Tightening I/O Lower Bounds through the Hourglass Dependency Pattern
Lionel Eyraud-Dubois, Guillaume Iooss, Julien Langou, Fabrice Rastello
TL;DR
The paper targets data movement lower bounds (I/O complexity) for linear algebra kernels by introducing the hourglass dependency pattern. It adapts the $K$-partitioning method to exploit this pattern, yielding tighter, parametric lower bounds for MGS, A2V, V2Q, GEBD2, and GEHD2, and shows tiled upper-bound algorithms that asymptotically match these bounds. The results are automated in the IOLB tool, enabling automatic derivation of I/O bounds for new kernels exhibiting hourglass patterns. This work sharpens the understanding of memory-bound behavior in core linear algebra routines and provides practical guidance for schedulers and tiling strategies to minimize data movement. The findings have broad relevance for performance and energy efficiency in high-performance computing workloads involving QR factorizations and related reductions.
Abstract
When designing an algorithm, one cares about arithmetic/computational complexity, but data movement (I/O) complexity plays an increasingly important role that highly impacts performance and energy consumption. For a given algorithm and a given I/O model, scheduling strategies such as loop tiling can reduce the required I/O down to a limit, called the I/O complexity, inherent to the algorithm itself. The objective of I/O complexity analysis is to compute, for a given program, its minimal I/O requirement among all valid schedules. We consider a sequential execution model with two memories, an infinite one, and a small one of size S on which the computations retrieve and produce data.

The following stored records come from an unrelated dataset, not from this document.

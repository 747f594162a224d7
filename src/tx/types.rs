//! Transaction records and the lifecycle state machine

use crate::cache::keys;
use crate::error::{CoreError, CoreResult, WalletErrorCode};
use crate::quote::SwapDirection;

use chrono::{DateTime, Utc};
use serde::{Deserialize, Serialize};
use std::fmt;

/// Monotonic transaction identifier, unique within a session
#[derive(Debug, Clone, Copy, PartialEq, Eq, Hash, PartialOrd, Ord, Serialize, Deserialize)]
#[serde(transparent)]
pub struct TxId(pub u64);

impl fmt::Display for TxId {
    fn fmt(&self, f: &mut fmt::Formatter<'_>) -> fmt::Result {
        write!(f, "#{}", self.0)
    }
}

#[derive(Debug, Clone, Copy, PartialEq, Eq, Hash, Serialize, Deserialize)]
#[serde(rename_all = "snake_case")]
pub enum TxKind {
    NativePayment,
    Swap,
    AddLiquidity,
    RemoveLiquidity,
    Approve,
}

impl TxKind {
    pub fn as_str(&self) -> &'static str {
        match self {
            TxKind::NativePayment => "native_payment",
            TxKind::Swap => "swap",
            TxKind::AddLiquidity => "add_liquidity",
            TxKind::RemoveLiquidity => "remove_liquidity",
            TxKind::Approve => "approve",
        }
    }
}

impl fmt::Display for TxKind {
    fn fmt(&self, f: &mut fmt::Formatter<'_>) -> fmt::Result {
        f.write_str(self.as_str())
    }
}

#[derive(Debug, Clone, Copy, PartialEq, Eq, Hash, Serialize, Deserialize)]
#[serde(rename_all = "snake_case")]
pub enum TxStatus {
    Building,
    Signing,
    Submitting,
    Pending,
    Success,
    Error,
    /// Polling ran out before a definite answer; the outcome is unknown
    TimedOut,
}

impl TxStatus {
    pub fn as_str(&self) -> &'static str {
        match self {
            TxStatus::Building => "building",
            TxStatus::Signing => "signing",
            TxStatus::Submitting => "submitting",
            TxStatus::Pending => "pending",
            TxStatus::Success => "success",
            TxStatus::Error => "error",
            TxStatus::TimedOut => "timed_out",
        }
    }

    pub fn is_terminal(&self) -> bool {
        matches!(self, TxStatus::Success | TxStatus::Error | TxStatus::TimedOut)
    }

    pub fn can_transition_to(&self, next: TxStatus) -> bool {
        use TxStatus::*;
        matches!(
            (self, next),
            (Building, Signing)
                | (Signing, Submitting)
                | (Submitting, Pending)
                | (Pending, Success)
                | (Pending, TimedOut)
                | (Building, Error)
                | (Signing, Error)
                | (Submitting, Error)
                | (Pending, Error)
        )
    }
}

impl fmt::Display for TxStatus {
    fn fmt(&self, f: &mut fmt::Formatter<'_>) -> fmt::Result {
        f.write_str(self.as_str())
    }
}

/// What a transaction does. Fields left `None` at creation are derived from a
/// fresh quote while building.
#[derive(Debug, Clone, PartialEq, Serialize, Deserialize)]
#[serde(tag = "kind", rename_all = "snake_case")]
pub enum Operation {
    NativePayment {
        from: String,
        to: String,
        /// Stroops
        amount: i128,
    },
    Swap {
        user: String,
        direction: SwapDirection,
        amount_in: i128,
        slippage_percent: f64,
        quoted_out: Option<i128>,
        min_amount_out: Option<i128>,
    },
    AddLiquidity {
        provider: String,
        amount_a: i128,
        amount_b: i128,
        slippage_percent: f64,
        estimated_shares: Option<i128>,
        min_shares: Option<i128>,
    },
    RemoveLiquidity {
        provider: String,
        shares: i128,
        slippage_percent: f64,
        min_amount_a: Option<i128>,
        min_amount_b: Option<i128>,
    },
    Approve {
        owner: String,
        token: String,
        spender: String,
        amount: i128,
        expiration_ledger: u32,
    },
}

impl Operation {
    pub fn native_payment(from: impl Into<String>, to: impl Into<String>, amount: i128) -> Self {
        Operation::NativePayment {
            from: from.into(),
            to: to.into(),
            amount,
        }
    }

    pub fn swap(
        user: impl Into<String>,
        direction: SwapDirection,
        amount_in: i128,
        slippage_percent: f64,
    ) -> Self {
        Operation::Swap {
            user: user.into(),
            direction,
            amount_in,
            slippage_percent,
            quoted_out: None,
            min_amount_out: None,
        }
    }

    pub fn add_liquidity(
        provider: impl Into<String>,
        amount_a: i128,
        amount_b: i128,
        slippage_percent: f64,
    ) -> Self {
        Operation::AddLiquidity {
            provider: provider.into(),
            amount_a,
            amount_b,
            slippage_percent,
            estimated_shares: None,
            min_shares: None,
        }
    }

    pub fn remove_liquidity(provider: impl Into<String>, shares: i128, slippage_percent: f64) -> Self {
        Operation::RemoveLiquidity {
            provider: provider.into(),
            shares,
            slippage_percent,
            min_amount_a: None,
            min_amount_b: None,
        }
    }

    pub fn approve(
        owner: impl Into<String>,
        token: impl Into<String>,
        spender: impl Into<String>,
        amount: i128,
        expiration_ledger: u32,
    ) -> Self {
        Operation::Approve {
            owner: owner.into(),
            token: token.into(),
            spender: spender.into(),
            amount,
            expiration_ledger,
        }
    }

    pub fn kind(&self) -> TxKind {
        match self {
            Operation::NativePayment { .. } => TxKind::NativePayment,
            Operation::Swap { .. } => TxKind::Swap,
            Operation::AddLiquidity { .. } => TxKind::AddLiquidity,
            Operation::RemoveLiquidity { .. } => TxKind::RemoveLiquidity,
            Operation::Approve { .. } => TxKind::Approve,
        }
    }

    /// Account that signs and pays for the transaction
    pub fn source(&self) -> &str {
        match self {
            Operation::NativePayment { from, .. } => from,
            Operation::Swap { user, .. } => user,
            Operation::AddLiquidity { provider, .. } => provider,
            Operation::RemoveLiquidity { provider, .. } => provider,
            Operation::Approve { owner, .. } => owner,
        }
    }

    /// Cache scopes whose reads a successful run makes stale
    pub fn touched_scopes(&self, pool_contract: &str) -> Vec<String> {
        match self {
            Operation::NativePayment { from, to, .. } => {
                vec![keys::account_scope(from), keys::account_scope(to)]
            }
            Operation::Swap { user: account, .. }
            | Operation::AddLiquidity { provider: account, .. }
            | Operation::RemoveLiquidity { provider: account, .. } => {
                // Token balances held by the pool move with its reserves
                vec![
                    keys::account_scope(account),
                    keys::account_scope(pool_contract),
                    keys::pool_scope(pool_contract),
                ]
            }
            Operation::Approve { owner, .. } => vec![keys::account_scope(owner)],
        }
    }
}

/// One tracked transaction
#[derive(Debug, Clone, PartialEq, Serialize, Deserialize)]
pub struct Transaction {
    pub id: TxId,
    pub kind: TxKind,
    pub status: TxStatus,
    pub operation: Operation,
    pub hash: Option<String>,
    pub ledger_seq: Option<u32>,
    pub error_message: Option<String>,
    pub error_code: Option<WalletErrorCode>,
    pub created_at: DateTime<Utc>,
    pub updated_at: DateTime<Utc>,
}

impl Transaction {
    pub fn new(id: TxId, operation: Operation) -> Self {
        let now = Utc::now();
        Self {
            id,
            kind: operation.kind(),
            status: TxStatus::Building,
            operation,
            hash: None,
            ledger_seq: None,
            error_message: None,
            error_code: None,
            created_at: now,
            updated_at: now,
        }
    }

    /// Move to `next`, refusing anything the state machine does not allow
    pub fn transition(&mut self, next: TxStatus) -> CoreResult<()> {
        if !self.status.can_transition_to(next) {
            return Err(CoreError::InvalidStateTransition {
                from: self.status,
                to: next,
            });
        }
        self.status = next;
        self.updated_at = Utc::now();
        Ok(())
    }

    pub fn is_terminal(&self) -> bool {
        self.status.is_terminal()
    }

    /// Seconds from creation to the last update
    pub fn elapsed_secs(&self) -> f64 {
        (self.updated_at - self.created_at).num_milliseconds() as f64 / 1000.0
    }
}

#[cfg(test)]
mod tests {
    use super::*;

    const ALL: [TxStatus; 7] = [
        TxStatus::Building,
        TxStatus::Signing,
        TxStatus::Submitting,
        TxStatus::Pending,
        TxStatus::Success,
        TxStatus::Error,
        TxStatus::TimedOut,
    ];

    #[test]
    fn test_new_transaction_is_building() {
        let tx = Transaction::new(TxId(1), Operation::native_payment("GA", "GB", 10));
        assert_eq!(tx.status, TxStatus::Building);
        assert_eq!(tx.kind, TxKind::NativePayment);
        assert!(tx.hash.is_none());
        assert!(tx.error_message.is_none());
    }

    #[test]
    fn test_terminal_states_are_final() {
        for from in ALL.iter().filter(|s| s.is_terminal()) {
            for to in ALL {
                assert!(!from.can_transition_to(to), "{from} -> {to}");
            }
        }
    }

    #[test]
    fn test_happy_path_and_error_shortcuts() {
        let mut tx = Transaction::new(TxId(2), Operation::native_payment("GA", "GB", 10));
        tx.transition(TxStatus::Signing).unwrap();
        tx.transition(TxStatus::Submitting).unwrap();
        tx.transition(TxStatus::Pending).unwrap();
        tx.transition(TxStatus::Success).unwrap();

        assert!(TxStatus::Building.can_transition_to(TxStatus::Error));
        assert!(TxStatus::Signing.can_transition_to(TxStatus::Error));
        assert!(TxStatus::Submitting.can_transition_to(TxStatus::Error));
        assert!(!TxStatus::Building.can_transition_to(TxStatus::Pending));
        assert!(!TxStatus::Submitting.can_transition_to(TxStatus::TimedOut));
    }

    #[test]
    fn test_illegal_transition_is_refused() {
        let mut tx = Transaction::new(TxId(3), Operation::native_payment("GA", "GB", 10));
        let err = tx.transition(TxStatus::Success).unwrap_err();
        assert!(matches!(
            err,
            CoreError::InvalidStateTransition {
                from: TxStatus::Building,
                to: TxStatus::Success
            }
        ));
        assert_eq!(tx.status, TxStatus::Building);
    }

    #[test]
    fn test_touched_scopes() {
        let pay = Operation::native_payment("GA", "GB", 1);
        assert_eq!(pay.touched_scopes("CPOOL"), vec!["acct:GA:", "acct:GB:"]);

        let swap = Operation::swap("GA", SwapDirection::AToB, 5, 0.5);
        assert_eq!(
            swap.touched_scopes("CPOOL"),
            vec!["acct:GA:", "acct:CPOOL:", "pool:CPOOL:"]
        );

        let remove = Operation::remove_liquidity("GA", 10, 1.0);
        assert!(remove.touched_scopes("CPOOL").contains(&"acct:CPOOL:".to_string()));

        let approve = Operation::approve("GA", "CTOKEN", "CPOOL", 5, 100);
        assert_eq!(approve.touched_scopes("CPOOL"), vec!["acct:GA:"]);
    }

    #[test]
    fn test_serializes_with_snake_case_tags() {
        let tx = Transaction::new(TxId(9), Operation::swap("GA", SwapDirection::BToA, 5, 1.0));
        let json = serde_json::to_value(&tx).unwrap();
        assert_eq!(json["id"], 9);
        assert_eq!(json["status"], "building");
        assert_eq!(json["operation"]["kind"], "swap");
        assert_eq!(json["operation"]["direction"], "b_to_a");
    }
}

The I/O is the number of reads and writes between the two memories. We identify a common "hourglass pattern" in the dependency graphs of several common linear algebra kernels. Using the properties of this pattern, we mathematically prove tighter lower bounds on their I/O complexity, which improves the previous state-of-the-art bound by a parametric ratio. This proof was integrated inside the IOLB automatic lower bound derivation tool.